→ Your goal:
Count the lines below that contain the word "TargetAddr", and reply with only that number.

→ Information:
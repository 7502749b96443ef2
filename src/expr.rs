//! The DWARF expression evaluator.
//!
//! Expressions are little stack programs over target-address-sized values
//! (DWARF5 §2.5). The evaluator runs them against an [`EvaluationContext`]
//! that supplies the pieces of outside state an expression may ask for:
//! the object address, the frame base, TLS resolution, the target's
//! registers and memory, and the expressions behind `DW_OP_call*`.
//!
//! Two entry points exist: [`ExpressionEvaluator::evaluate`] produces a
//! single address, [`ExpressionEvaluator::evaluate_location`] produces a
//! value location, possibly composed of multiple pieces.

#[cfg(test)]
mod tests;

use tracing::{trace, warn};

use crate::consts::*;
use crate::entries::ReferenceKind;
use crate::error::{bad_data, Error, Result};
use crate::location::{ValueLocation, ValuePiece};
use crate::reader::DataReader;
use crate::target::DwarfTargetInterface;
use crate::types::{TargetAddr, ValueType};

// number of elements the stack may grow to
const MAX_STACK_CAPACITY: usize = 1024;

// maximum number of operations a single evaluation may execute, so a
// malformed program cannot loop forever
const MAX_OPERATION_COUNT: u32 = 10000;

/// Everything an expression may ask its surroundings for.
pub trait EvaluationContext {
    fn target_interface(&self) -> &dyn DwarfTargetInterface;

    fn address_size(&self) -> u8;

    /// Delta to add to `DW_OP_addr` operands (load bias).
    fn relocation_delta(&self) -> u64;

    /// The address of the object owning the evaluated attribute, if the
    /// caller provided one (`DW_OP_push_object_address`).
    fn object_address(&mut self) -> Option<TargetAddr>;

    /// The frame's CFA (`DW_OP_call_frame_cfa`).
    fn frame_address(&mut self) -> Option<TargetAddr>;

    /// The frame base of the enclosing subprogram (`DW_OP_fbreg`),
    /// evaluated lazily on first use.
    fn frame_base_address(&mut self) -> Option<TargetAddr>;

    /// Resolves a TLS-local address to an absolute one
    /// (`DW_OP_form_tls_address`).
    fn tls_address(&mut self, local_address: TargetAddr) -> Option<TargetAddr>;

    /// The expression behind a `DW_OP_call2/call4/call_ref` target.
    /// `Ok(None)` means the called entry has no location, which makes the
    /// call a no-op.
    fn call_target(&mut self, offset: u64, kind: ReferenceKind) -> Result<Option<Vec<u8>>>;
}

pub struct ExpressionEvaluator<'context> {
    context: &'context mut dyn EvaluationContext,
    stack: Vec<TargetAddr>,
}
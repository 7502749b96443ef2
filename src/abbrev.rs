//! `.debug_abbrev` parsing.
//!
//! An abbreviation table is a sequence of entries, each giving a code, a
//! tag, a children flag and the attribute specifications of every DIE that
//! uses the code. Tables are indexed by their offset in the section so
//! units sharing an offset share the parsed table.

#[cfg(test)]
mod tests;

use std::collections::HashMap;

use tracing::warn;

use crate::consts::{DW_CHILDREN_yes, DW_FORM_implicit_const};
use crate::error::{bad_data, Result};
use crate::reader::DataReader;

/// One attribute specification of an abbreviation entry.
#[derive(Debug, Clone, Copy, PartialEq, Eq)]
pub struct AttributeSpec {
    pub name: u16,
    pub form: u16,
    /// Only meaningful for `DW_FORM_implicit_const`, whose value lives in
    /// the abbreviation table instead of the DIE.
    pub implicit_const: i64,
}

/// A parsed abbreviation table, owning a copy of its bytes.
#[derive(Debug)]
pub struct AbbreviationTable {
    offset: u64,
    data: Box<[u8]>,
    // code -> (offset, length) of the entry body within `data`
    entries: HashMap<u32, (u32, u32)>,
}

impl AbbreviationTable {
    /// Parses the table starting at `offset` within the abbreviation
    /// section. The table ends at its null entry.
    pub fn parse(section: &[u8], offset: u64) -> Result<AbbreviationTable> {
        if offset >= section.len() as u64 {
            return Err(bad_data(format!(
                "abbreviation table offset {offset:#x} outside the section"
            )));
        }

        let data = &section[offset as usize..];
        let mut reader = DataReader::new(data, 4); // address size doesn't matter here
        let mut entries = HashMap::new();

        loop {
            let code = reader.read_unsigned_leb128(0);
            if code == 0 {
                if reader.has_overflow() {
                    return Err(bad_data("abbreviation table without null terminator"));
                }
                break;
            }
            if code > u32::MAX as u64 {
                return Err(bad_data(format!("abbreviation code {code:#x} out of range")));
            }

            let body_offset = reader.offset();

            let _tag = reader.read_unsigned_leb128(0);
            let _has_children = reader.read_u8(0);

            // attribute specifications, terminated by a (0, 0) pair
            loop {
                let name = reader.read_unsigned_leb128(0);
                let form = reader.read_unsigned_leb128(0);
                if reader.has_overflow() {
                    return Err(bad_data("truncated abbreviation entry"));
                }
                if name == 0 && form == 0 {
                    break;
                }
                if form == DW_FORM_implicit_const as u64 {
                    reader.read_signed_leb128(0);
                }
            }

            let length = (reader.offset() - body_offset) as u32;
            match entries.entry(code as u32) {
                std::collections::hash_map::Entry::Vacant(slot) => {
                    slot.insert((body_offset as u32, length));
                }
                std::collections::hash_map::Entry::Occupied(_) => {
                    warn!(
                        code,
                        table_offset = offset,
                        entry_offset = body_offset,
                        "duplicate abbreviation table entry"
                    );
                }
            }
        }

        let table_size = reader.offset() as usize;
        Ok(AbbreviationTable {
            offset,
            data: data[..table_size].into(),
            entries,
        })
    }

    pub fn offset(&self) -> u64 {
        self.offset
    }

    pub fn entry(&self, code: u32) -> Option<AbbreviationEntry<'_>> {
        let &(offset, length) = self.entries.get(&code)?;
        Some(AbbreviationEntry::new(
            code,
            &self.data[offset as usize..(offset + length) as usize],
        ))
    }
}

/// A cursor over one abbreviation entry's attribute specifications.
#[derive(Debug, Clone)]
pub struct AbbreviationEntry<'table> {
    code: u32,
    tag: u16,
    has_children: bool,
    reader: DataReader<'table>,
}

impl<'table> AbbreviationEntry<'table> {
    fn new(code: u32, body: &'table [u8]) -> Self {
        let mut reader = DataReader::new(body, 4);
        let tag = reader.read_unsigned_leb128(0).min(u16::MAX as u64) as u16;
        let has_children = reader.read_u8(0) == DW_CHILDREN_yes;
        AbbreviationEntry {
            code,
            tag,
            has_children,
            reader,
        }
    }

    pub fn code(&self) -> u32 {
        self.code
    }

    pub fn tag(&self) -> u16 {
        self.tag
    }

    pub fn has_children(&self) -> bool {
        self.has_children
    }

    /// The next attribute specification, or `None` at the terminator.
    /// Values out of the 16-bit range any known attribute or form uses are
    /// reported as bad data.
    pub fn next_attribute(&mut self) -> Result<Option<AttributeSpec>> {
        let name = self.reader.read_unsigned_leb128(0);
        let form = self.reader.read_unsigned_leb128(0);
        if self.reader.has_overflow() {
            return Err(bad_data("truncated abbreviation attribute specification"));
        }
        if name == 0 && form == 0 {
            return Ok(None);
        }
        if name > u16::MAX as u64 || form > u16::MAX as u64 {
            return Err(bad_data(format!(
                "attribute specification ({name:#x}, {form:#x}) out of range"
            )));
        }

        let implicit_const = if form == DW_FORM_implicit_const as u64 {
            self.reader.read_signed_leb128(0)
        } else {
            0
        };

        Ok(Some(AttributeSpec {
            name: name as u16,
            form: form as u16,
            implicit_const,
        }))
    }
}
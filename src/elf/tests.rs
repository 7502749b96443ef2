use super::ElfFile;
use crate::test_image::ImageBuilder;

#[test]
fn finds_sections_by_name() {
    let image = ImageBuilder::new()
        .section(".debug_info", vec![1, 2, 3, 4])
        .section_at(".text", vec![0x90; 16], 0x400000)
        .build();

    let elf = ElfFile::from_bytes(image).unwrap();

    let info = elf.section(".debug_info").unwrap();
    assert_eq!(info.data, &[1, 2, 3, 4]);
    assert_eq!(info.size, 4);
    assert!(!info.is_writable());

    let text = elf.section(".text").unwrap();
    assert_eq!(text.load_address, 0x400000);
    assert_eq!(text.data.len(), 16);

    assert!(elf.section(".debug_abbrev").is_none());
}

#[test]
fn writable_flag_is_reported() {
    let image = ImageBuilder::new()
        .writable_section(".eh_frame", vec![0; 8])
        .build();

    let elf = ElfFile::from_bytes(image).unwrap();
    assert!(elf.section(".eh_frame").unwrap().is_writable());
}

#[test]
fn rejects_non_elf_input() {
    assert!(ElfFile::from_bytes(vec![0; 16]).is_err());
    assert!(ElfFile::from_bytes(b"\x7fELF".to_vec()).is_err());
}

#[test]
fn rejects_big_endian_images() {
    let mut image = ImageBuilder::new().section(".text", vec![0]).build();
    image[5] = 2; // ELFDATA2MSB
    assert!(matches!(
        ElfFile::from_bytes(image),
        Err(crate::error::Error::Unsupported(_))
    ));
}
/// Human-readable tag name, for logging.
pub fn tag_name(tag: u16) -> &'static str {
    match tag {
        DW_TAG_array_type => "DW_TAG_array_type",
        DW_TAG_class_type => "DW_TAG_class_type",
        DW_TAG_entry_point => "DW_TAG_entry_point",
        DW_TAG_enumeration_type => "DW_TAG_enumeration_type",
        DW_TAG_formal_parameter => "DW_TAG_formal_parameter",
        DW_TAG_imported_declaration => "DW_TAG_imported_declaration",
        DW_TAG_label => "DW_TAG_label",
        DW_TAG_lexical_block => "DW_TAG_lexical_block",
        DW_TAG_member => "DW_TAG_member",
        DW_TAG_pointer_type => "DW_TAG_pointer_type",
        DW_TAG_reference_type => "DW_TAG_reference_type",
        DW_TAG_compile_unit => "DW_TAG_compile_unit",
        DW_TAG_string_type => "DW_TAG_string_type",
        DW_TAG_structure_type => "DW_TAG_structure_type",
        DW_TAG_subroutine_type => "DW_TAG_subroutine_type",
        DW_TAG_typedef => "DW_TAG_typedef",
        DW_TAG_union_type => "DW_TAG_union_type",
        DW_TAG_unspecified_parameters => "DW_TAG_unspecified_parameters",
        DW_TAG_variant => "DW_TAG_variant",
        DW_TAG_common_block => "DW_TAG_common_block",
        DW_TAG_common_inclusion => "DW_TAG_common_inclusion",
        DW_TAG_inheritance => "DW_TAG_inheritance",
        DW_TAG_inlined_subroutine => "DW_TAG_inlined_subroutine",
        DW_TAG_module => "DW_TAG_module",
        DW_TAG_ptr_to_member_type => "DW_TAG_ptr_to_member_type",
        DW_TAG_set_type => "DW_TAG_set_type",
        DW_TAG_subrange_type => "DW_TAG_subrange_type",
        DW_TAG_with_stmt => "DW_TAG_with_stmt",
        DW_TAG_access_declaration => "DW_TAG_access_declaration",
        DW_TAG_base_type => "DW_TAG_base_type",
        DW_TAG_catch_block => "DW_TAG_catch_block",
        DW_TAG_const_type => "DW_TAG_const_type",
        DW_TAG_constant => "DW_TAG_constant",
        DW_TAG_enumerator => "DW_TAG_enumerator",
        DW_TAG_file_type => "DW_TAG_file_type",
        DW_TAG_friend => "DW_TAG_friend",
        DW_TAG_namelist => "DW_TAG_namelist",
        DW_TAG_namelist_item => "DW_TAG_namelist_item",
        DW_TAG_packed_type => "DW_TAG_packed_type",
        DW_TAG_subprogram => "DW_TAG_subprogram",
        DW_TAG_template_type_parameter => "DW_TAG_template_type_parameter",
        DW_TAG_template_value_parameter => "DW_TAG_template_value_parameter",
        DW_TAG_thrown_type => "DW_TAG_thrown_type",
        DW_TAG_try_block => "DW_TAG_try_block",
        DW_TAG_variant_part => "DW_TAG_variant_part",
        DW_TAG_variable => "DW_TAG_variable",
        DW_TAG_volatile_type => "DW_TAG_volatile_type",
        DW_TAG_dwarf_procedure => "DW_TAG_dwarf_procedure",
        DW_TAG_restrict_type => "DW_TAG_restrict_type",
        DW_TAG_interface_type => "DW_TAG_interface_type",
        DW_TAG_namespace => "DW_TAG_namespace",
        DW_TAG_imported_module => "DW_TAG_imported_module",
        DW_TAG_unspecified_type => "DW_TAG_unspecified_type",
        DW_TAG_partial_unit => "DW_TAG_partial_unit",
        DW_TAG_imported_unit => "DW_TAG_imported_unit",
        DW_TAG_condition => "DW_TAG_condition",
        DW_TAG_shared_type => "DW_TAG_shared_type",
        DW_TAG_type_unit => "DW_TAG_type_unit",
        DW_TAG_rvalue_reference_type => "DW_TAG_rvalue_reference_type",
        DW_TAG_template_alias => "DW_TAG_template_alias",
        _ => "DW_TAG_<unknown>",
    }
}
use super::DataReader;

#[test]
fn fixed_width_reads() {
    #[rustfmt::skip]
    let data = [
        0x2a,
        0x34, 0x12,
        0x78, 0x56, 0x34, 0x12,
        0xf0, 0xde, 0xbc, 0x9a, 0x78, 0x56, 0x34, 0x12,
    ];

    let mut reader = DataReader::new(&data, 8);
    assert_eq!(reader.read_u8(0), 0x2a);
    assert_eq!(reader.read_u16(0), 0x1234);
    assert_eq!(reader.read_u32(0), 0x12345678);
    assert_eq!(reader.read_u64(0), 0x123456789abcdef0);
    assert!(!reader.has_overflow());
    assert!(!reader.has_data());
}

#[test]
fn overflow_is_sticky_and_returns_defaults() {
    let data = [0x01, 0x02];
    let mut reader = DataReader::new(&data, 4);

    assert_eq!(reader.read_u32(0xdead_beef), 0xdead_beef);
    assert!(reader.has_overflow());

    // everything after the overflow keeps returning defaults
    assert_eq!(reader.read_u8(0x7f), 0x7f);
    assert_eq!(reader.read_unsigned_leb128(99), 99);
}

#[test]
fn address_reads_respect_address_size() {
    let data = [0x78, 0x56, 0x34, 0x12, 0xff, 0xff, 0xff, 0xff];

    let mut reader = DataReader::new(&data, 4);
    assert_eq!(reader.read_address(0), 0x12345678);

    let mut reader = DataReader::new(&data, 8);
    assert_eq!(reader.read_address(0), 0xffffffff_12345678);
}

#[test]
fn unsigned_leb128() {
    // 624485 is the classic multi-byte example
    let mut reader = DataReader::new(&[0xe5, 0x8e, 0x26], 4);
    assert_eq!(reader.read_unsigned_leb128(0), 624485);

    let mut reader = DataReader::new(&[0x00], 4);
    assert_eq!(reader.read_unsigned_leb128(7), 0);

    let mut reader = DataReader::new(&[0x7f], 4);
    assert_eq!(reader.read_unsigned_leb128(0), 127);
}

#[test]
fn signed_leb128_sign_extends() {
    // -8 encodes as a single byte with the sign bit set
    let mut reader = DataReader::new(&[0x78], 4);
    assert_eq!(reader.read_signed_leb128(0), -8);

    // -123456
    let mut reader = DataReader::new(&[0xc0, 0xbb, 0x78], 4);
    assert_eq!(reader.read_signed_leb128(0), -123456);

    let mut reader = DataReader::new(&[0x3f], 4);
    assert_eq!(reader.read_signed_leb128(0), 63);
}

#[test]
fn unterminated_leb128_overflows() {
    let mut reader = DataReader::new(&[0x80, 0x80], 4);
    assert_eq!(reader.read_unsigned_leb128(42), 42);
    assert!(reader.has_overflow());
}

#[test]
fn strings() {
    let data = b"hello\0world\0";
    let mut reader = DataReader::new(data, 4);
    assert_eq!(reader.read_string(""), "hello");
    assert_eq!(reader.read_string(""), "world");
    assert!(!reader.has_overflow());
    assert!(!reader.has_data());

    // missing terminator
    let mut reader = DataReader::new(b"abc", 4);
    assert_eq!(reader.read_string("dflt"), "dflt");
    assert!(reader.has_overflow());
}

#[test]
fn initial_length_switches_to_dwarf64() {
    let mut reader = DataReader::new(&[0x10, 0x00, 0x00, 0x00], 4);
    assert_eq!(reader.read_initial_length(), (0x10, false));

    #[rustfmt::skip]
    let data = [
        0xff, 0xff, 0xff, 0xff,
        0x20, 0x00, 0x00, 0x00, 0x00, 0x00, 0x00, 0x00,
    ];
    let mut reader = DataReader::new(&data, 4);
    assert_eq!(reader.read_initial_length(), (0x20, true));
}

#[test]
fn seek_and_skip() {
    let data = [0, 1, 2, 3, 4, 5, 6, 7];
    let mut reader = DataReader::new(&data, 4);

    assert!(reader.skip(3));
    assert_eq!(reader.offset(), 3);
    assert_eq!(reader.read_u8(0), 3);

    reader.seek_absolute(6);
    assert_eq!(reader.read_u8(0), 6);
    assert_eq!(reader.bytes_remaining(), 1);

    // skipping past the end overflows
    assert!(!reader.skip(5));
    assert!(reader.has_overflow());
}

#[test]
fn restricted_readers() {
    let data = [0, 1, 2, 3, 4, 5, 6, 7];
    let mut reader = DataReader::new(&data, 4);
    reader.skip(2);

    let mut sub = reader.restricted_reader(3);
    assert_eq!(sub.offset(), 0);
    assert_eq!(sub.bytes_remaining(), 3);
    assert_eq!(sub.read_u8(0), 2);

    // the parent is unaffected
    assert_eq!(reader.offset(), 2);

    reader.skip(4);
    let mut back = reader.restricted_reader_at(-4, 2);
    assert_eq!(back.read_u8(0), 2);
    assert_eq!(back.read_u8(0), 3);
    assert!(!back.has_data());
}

→ Task answer:
6